Tanatè ? Arabaguidi ? Depuis le début de l’état d’urgence (pour cause de covid-19) et du jeûne musulman, mon maquis préféré est fermé.
Abdoulaye Sankara
Abdoulaye Sankara

Tanatè ? Arabaguidi ? Depuis le début de l’état d’urgence (pour cause de covid-19) et du jeûne musulman, mon maquis préféré est fermé.

Il n’y a personne. Je vais à Lambandji, dans un coin caché où l’état d’urgence n’ose pas s’y aventurer et où je retrouvais mes amis avant les restrictions. Mais là aussi le comptoir est désespérément désert. En dehors de quelques vieux retraités édentés qui y viennent claquer leurs pensions, il n’y a personne.

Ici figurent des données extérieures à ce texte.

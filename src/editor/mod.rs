//! Cue editing engine.
//!
//! [`Editor`] owns the cue sequence and the audio analysis of the current
//! media. Every timing operation is total: out-of-order boundaries are
//! clamped (the violated edge moves exactly onto the other one), never
//! rejected, so `start <= end` holds after any call.

pub mod commands;
pub mod view;

pub use commands::{command_for_key, dispatch, Command, Outcome, PlaybackRequest};
pub use view::{build_view, CueView, EditorView, WaveformView};

use serde::Serialize;
use std::fmt;
use tracing::debug;

use crate::audio::{
    AnalysisTicket, AudioAnalysis, CueWaveform, Envelope, ValleyNavigator, WaveformSegmentBuilder,
};
use crate::error::{CuesyncError, Result};
use crate::subtitle::{self, Cue};

/// Position of a cue in the editor's sequence.
///
/// The editor never inserts, removes or reorders cues, so a handle stays
/// valid for the editor's lifetime.
#[derive(Debug, Clone, Copy, PartialEq, Eq, Hash, PartialOrd, Ord, Serialize)]
#[serde(transparent)]
pub struct CueHandle(pub usize);

impl fmt::Display for CueHandle {
    fn fmt(&self, f: &mut fmt::Formatter<'_>) -> fmt::Result {
        write!(f, "#{}", self.0 + 1)
    }
}

#[derive(Debug, Default, Clone)]
pub struct Editor {
    cues: Vec<Cue>,
    analysis: AudioAnalysis,
    selection: Option<CueHandle>,
}

impl Editor {
    pub fn new(cues: Vec<Cue>) -> Self {
        Self {
            cues,
            ..Default::default()
        }
    }

    pub fn from_vtt(text: &str) -> Self {
        Self::new(subtitle::parse(text))
    }

    pub fn to_vtt(&self) -> String {
        subtitle::serialize(&self.cues)
    }

    pub fn cues(&self) -> &[Cue] {
        &self.cues
    }

    pub fn len(&self) -> usize {
        self.cues.len()
    }

    pub fn is_empty(&self) -> bool {
        self.cues.is_empty()
    }

    pub fn handles(&self) -> impl Iterator<Item = CueHandle> {
        (0..self.cues.len()).map(CueHandle)
    }

    pub fn cue(&self, handle: CueHandle) -> Result<&Cue> {
        self.cues
            .get(handle.0)
            .ok_or(CuesyncError::UnknownCue(handle.0))
    }

    fn cue_mut(&mut self, handle: CueHandle) -> Result<&mut Cue> {
        self.cues
            .get_mut(handle.0)
            .ok_or(CuesyncError::UnknownCue(handle.0))
    }

    // ---------------------------------------------------------------------
    // Selection
    // ---------------------------------------------------------------------

    pub fn selection(&self) -> Option<CueHandle> {
        self.selection
    }

    pub fn select(&mut self, handle: CueHandle) -> Result<()> {
        self.cue(handle)?;
        self.selection = Some(handle);
        Ok(())
    }

    pub fn clear_selection(&mut self) {
        self.selection = None;
    }

    // ---------------------------------------------------------------------
    // Audio analysis
    // ---------------------------------------------------------------------

    /// Start analysing a new audio source. See [`AudioAnalysis::begin`].
    pub fn begin_analysis(&mut self) -> AnalysisTicket {
        self.analysis.begin()
    }

    /// Install a finished envelope if it belongs to the newest source.
    pub fn install_envelope(&mut self, ticket: AnalysisTicket, envelope: Envelope) -> bool {
        self.analysis.complete(ticket, envelope)
    }

    pub fn envelope(&self) -> Option<&Envelope> {
        self.analysis.envelope()
    }

    /// Whether valley snapping and waveforms are available.
    pub fn has_analysis(&self) -> bool {
        self.analysis.is_ready()
    }

    /// Valley frame indices of the current envelope; empty before analysis.
    pub fn valleys(&self) -> &[usize] {
        self.envelope().map(|e| e.valleys()).unwrap_or(&[])
    }

    pub fn navigator(&self) -> ValleyNavigator<'_> {
        ValleyNavigator::new(self.envelope())
    }

    /// Waveform segments around a cue, or `None` before analysis.
    pub fn waveform(
        &self,
        handle: CueHandle,
        builder: &WaveformSegmentBuilder,
    ) -> Result<Option<CueWaveform<'_>>> {
        let cue = self.cue(handle)?;
        Ok(self
            .envelope()
            .and_then(|envelope| builder.build(envelope, cue.start, cue.end)))
    }

    // ---------------------------------------------------------------------
    // Mutations
    // ---------------------------------------------------------------------

    /// Move the start to `time`, pulling the end along if it is overtaken.
    pub fn set_start_to_time(&mut self, handle: CueHandle, time: f64) -> Result<&Cue> {
        let time = playhead_time(time);
        let cue = self.cue_mut(handle)?;
        cue.start = time;
        if cue.start > cue.end {
            cue.end = cue.start;
        }
        debug!("{} start set to {:.3}", handle, cue.start);
        Ok(cue)
    }

    /// Move the end to `time`, pulling the start along if it is overtaken.
    pub fn set_end_to_time(&mut self, handle: CueHandle, time: f64) -> Result<&Cue> {
        let time = playhead_time(time);
        let cue = self.cue_mut(handle)?;
        cue.end = time;
        if cue.end < cue.start {
            cue.start = cue.end;
        }
        debug!("{} end set to {:.3}", handle, cue.end);
        Ok(cue)
    }

    pub fn nudge_start(&mut self, handle: CueHandle, delta: f64) -> Result<&Cue> {
        let cue = self.cue_mut(handle)?;
        if delta.is_finite() {
            cue.start = (cue.start + delta).max(0.0);
            if cue.start > cue.end {
                cue.end = cue.start;
            }
        }
        debug!("{} start nudged by {:+.3}", handle, delta);
        Ok(cue)
    }

    /// Move the end by `delta`; it never passes the start.
    pub fn nudge_end(&mut self, handle: CueHandle, delta: f64) -> Result<&Cue> {
        let cue = self.cue_mut(handle)?;
        if delta.is_finite() {
            cue.end = (cue.end + delta).max(cue.start);
        }
        debug!("{} end nudged by {:+.3}", handle, delta);
        Ok(cue)
    }

    /// Move the start back to the previous pause, pulling the end along if
    /// the cue was inverted. No-op without analysis.
    pub fn extend_start_backward(&mut self, handle: CueHandle) -> Result<&Cue> {
        let start = self.cue(handle)?.start;
        let time = self.navigator().prev_valley_time(start);
        let cue = self.cue_mut(handle)?;
        cue.start = time;
        if cue.start > cue.end {
            cue.end = cue.start;
        }
        debug!("{} start extended to {:.3}", handle, time);
        Ok(cue)
    }

    /// Move the end forward to the next pause, pulling the start along if
    /// the cue was inverted. No-op without analysis.
    pub fn extend_end_forward(&mut self, handle: CueHandle) -> Result<&Cue> {
        let end = self.cue(handle)?.end;
        let time = self.navigator().next_valley_time(end);
        let cue = self.cue_mut(handle)?;
        cue.end = time;
        if cue.end < cue.start {
            cue.start = cue.end;
        }
        debug!("{} end extended to {:.3}", handle, time);
        Ok(cue)
    }

    pub fn set_text(&mut self, handle: CueHandle, text: impl Into<String>) -> Result<&Cue> {
        let cue = self.cue_mut(handle)?;
        cue.text = text.into();
        Ok(cue)
    }
}

/// Playhead positions are never negative.
fn playhead_time(time: f64) -> f64 {
    if time.is_finite() && time > 0.0 {
        time
    } else {
        0.0
    }
}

Aucun ami connu. Je n’ose pas dire que tous mes copains de la bouteille sont musulmans. Je n’ai d’ailleurs jamais cherché à connaître leur religion. Ça m’importe peu d’ailleurs ! L’essentiel c’était qu’ils soient solvables et qu’ils m’offrent de temps en temps un bon nectar bien tapé. Pour le reste, j’en ai rien à foutre. Je voulais de la compagnie, un point c’est tout.

Puisque mes potes se sont évaporés, j’ai décidé d’aller boire ailleurs. En réfléchissant, je me suis dit “pourquoi ne pas aller faire la rupture du jeûne avec un vieux père du quartier ?”. Il ne fallait pas. J’ai pris le soin de prononcer le fameux «Salam aleikoum» en franchissant le portail de la maison. Je pensais voir la famille au grand complet autour d’un bon plat de riz, hélas ! Il n’y avait que le vieux bougnoule qui vociférait dans la cour. Renseignement pris, j’apprends que depuis deux jours, sa femme n’avait plus de gaz butane pour préparer le repas nécessaire pour rompre le jeûne. Quelle galère !

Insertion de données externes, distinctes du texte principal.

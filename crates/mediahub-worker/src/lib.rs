//! Background execution engines for MediaHub.
//!
//! This crate provides:
//! - A bounded worker pool: a fixed number of workers draining a
//!   fixed-capacity queue, sharing one cancellation token
//! - A cron scheduler for periodic maintenance with a time-boxed stop

pub mod pool;
pub mod scheduler;

pub use pool::{PoolError, Task, WorkerPool};
pub use scheduler::{CronScheduler, StopOutcome};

Sans chercher à comprendre pourquoi il n’y avait pas de gaz, je me suis proposé à aller en chercher pour eux, si le vieux n’y voyait pas d’inconvénient. C’était sans compter avec la souffrance que ce service allait me coûter. En plus, je n’avais même pas pris le soin de vérifier si j’avais les moyens d’accomplir cette mission de bienveillance.

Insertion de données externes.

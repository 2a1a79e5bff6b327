//! Convenience result type alias for MediaHub.

use crate::error::AppError;

/// A specialized `Result` type for MediaHub operations.
pub type AppResult<T> = Result<T, AppError>;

J’ai attaché la bouteille vide derrière ma moto et je l’ai enfourché. Chez le boutiquier où j’avais marqué la première halte, j’ai pris le soin de saluer le bougnoule avant de lui demander s’il pouvait me charger du gaz. Il n’a même pas osé lever la tête pour me répondre. Avec son visage triste, on dirait qu’il venait d’avaler une courgette entière. Enervé, j’ai continué ma route sans demander mon reste.

Je pensais trouver le précieux combustible devant. Mais il m’a fallu parcourir toute la ville bredouille. Après deux heures à tourner en rond, j’ai croisé un jeune homme qui m’a indiqué un coin. Lorsque je suis arrivé là-bas, l’enfoiré qui gérait la boutique n’avait qu’une bouteille. Au lieu de 250.000 balles, il l’échangeait à 400.000. Non seulement le vieux m’avait donné la somme qu’il fallait pile poil, mais moi-même, je n’avais même pas un rond pour compléter.

Il fallait retourner sur mes pas. A quelques mètres de la boutique, je sentis ma moto baisser de tension. Mes roubignoles (va chercher la définition) ont commencé à gonfler. C’est là où j’ai réalisé que j’étais tombé en panne sèche. Je n’avais rien gagné à manger et voilà que ma moto avait perdu toute l’essence à la recherche d’un gaz que je n’avais même pas trouvé.

Il ne me restait plus qu’à pousser ma monture et la bouteille vide jusqu’au domicile du zigoto de vieux père qui n’a même pas daigné me dédommager, ne serait-ce que pour la peine que je me suis donné. Aigri, j’ai lavé mes mains, tousser dans mon coude et après, suis allé mettre mon masque. Faut pas fâcher, nous s’amuser.